Chartered Institute
of Linguists

Languages: Recognising ourselves and others

 

Why the curriculum review is right to focus on languages in primary

 

Recent CIOL Voice’s contributor John Claughton, who is former chief master of King Edward’s School, Birmingham, and co-founder of WoLLoW (World of Languages, Languages of the World) has written a powerful article in the TES Magazine. Some of his key points are here:

 

Languages are squeezed out in UK schools

In a land dominated by literacy and numeracy, there is too little time or space or regard given to the teaching of languages. It’s no one’s fault but, too often, teachers lack linguistic knowledge or confidence, and it’s no fun teaching things that you don’t know yourself. Nor is it easy, or cheap, to import expertise.

Feedback from schools certainly confirms what we all know: you aren’t going to get very far in a language on 40 minutes a week. Finally, it doesn’t help that the provision of the national curriculum is so vague: “Teaching may be of any modern or ancient foreign language and should focus on enabling pupils to make substantial progress in one language.”

 

Teaching a language or teaching about languages?

Why don’t we teach in primary schools not a language but about languages - how they work, how they are related, how they link not only to all other school subjects but also to culture and religion, to migration and empire, to identity and belonging?

In so doing, we might even convince pupils that languages are not only relevant but also a code-breaking game, even fun.

What’s more, today’s pupils in today’s UK primary schools should be prime candidates for such an approach: more than 20 per cent of primary pupils are categorised as having English as an additional language (EAL) and in many urban primary schools there are as many as 50 languages spoken.

With this approach, pupils can find their voices and become teachers, and the teachers can learn from their pupils.

 

Can it be done?

Is this possible? Yes - I know it is. For the past six years I have been working with fellow teachers on a languages programme that does all of the above. It’s called WoLLoW (World of Languages, Languages of the World) and the aim is to inspire young children to learn and love languages.
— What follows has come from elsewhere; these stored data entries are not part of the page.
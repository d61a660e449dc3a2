//! Extractors whose rejections use the JSON error body

use axum::{
	extract::{FromRequest, FromRequestParts, Request},
	http::request::Parts,
	response::{IntoResponse, Response},
};
use serde::{de::DeserializeOwned, Serialize};

use crate::prelude::*;

// Json //
//******//
/// JSON body extractor and response. A malformed or missing body is reported
/// as `{"success": false, "message": ...}`.
#[derive(Debug, Clone, Copy, Default)]
pub struct Json<T>(pub T);

impl<T, S> FromRequest<S> for Json<T>
where
	T: DeserializeOwned,
	S: Send + Sync,
{
	type Rejection = Error;

	async fn from_request(req: Request, state: &S) -> Result<Self, Self::Rejection> {
		let axum::Json(value) = axum::Json::<T>::from_request(req, state).await?;
		Ok(Json(value))
	}
}

impl<T: Serialize> IntoResponse for Json<T> {
	fn into_response(self) -> Response {
		axum::Json(self.0).into_response()
	}
}

// Path //
//******//
#[derive(Debug, Clone, Copy)]
pub struct Path<T>(pub T);

impl<T, S> FromRequestParts<S> for Path<T>
where
	T: DeserializeOwned + Send,
	S: Send + Sync,
{
	type Rejection = Error;

	async fn from_request_parts(parts: &mut Parts, state: &S) -> Result<Self, Self::Rejection> {
		let axum::extract::Path(value) = axum::extract::Path::<T>::from_request_parts(parts, state).await?;
		Ok(Path(value))
	}
}

// vim: ts=4
use axum::extract::State;
use serde::{Deserialize, Serialize};
use serde_with::skip_serializing_none;

use super::{DEFAULT_NETWORK_MODE, FORCE_NETWORK_MODE_KEY};
use crate::extract::Json;
use crate::prelude::*;
use crate::types::{ack, Ack};

#[skip_serializing_none]
#[derive(Debug, Serialize, Deserialize)]
pub struct Settings {
	force_network_mode: Option<Box<str>>,
}

/// # GET /api/settings
pub async fn get_settings(State(app): State<App>) -> ClResult<Json<Settings>> {
	let mode = app.meta_adapter.read_setting(FORCE_NETWORK_MODE_KEY).await?;
	let mode = mode.filter(|m| !m.is_empty()).unwrap_or_else(|| DEFAULT_NETWORK_MODE.into());

	Ok(Json(Settings { force_network_mode: Some(mode) }))
}

/// # POST /api/settings
///
/// Only the keys present in the body are written.
pub async fn post_settings(State(app): State<App>, Json(settings): Json<Settings>) -> ClResult<Json<Ack>> {
	if let Some(mode) = settings.force_network_mode {
		app.meta_adapter.update_setting(FORCE_NETWORK_MODE_KEY, &mode).await?;
		info!("Network mode set to {}", mode);
	}

	Ok(ack())
}

// vim: ts=4
//! Host metrics: CPU, memory and root disk usage.

pub mod handler;
pub mod info;

// vim: ts=4
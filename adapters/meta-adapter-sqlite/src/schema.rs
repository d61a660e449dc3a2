//! Database schema initialization

use sqlx::SqlitePool;

/// Name of the group seeded on first start
pub const NAS_GROUP_NAME: &str = "NAS Services";

/// Initialize the database schema and seed the default group
pub(crate) async fn init_db(db: &SqlitePool) -> Result<(), sqlx::Error> {
	let mut tx = db.begin().await?;

	// Settings
	//**********
	sqlx::query(
		"CREATE TABLE IF NOT EXISTS settings (
		key text NOT NULL,
		value text,
		updated_at INTEGER DEFAULT (unixepoch()),
		PRIMARY KEY(key)
	)",
	)
	.execute(&mut *tx)
	.await?;

	// Groups
	//********
	sqlx::query(
		"CREATE TABLE IF NOT EXISTS groups (
		id integer PRIMARY KEY AUTOINCREMENT,
		name text NOT NULL,
		order_num integer DEFAULT 999,
		is_nas_service boolean DEFAULT 0,
		created_at INTEGER DEFAULT (unixepoch())
	)",
	)
	.execute(&mut *tx)
	.await?;

	// Services
	//**********
	sqlx::query(
		"CREATE TABLE IF NOT EXISTS services (
		id integer PRIMARY KEY AUTOINCREMENT,
		group_id integer NOT NULL,
		name text NOT NULL,
		url_public text,
		url_local text,
		icon text,
		order_num integer DEFAULT 999,
		created_at INTEGER DEFAULT (unixepoch()),
		FOREIGN KEY(group_id) REFERENCES groups(id) ON DELETE CASCADE
	)",
	)
	.execute(&mut *tx)
	.await?;
	sqlx::query("CREATE INDEX IF NOT EXISTS idx_services_group_id ON services(group_id)")
		.execute(&mut *tx)
		.await?;

	// Seed
	//******
	let nas_groups: i64 =
		sqlx::query_scalar("SELECT count(*) FROM groups WHERE is_nas_service = 1")
			.fetch_one(&mut *tx)
			.await?;
	if nas_groups == 0 {
		sqlx::query("INSERT INTO groups (name, order_num, is_nas_service) VALUES (?1, 1, 1)")
			.bind(NAS_GROUP_NAME)
			.execute(&mut *tx)
			.await?;
	}

	tx.commit().await?;
	Ok(())
}

// vim: ts=4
It’s free and hundreds of schools already use it, with resources that include focusing on pupils’ own multilingualism, on Greek and why physics isn’t spelt fisiks, on days of the week in different languages or why Punjab means “five waters”. Feedback has been hugely positive - perhaps my favourite testimonial was a teacher who said, “The pupils opened up like flowers.”

However, the provision of languages in primary schools is not about WoLLoW or other similar projects, nor even just about languages. It relates to other major issues in the very nature of our society.

 

Recognising ourselves and others

Language teaching can play its part on the road to a world where pupils have a voice in any language; where their language and culture and history are valued, not alien; where boys and girls get to know themselves and their peers; where they can learn that, in an increasingly multicultural and multilingual society, we can all get on together.

 

 

John Claughton is former chief master of King Edward’s School, Birmingham, and co-founder of WoLLoW (World of Languages, Languages of the World)

 

 

 

 

 

Views expressed on CIOL Voices are those of the writer and may not represent those of the wider membership or CIOL.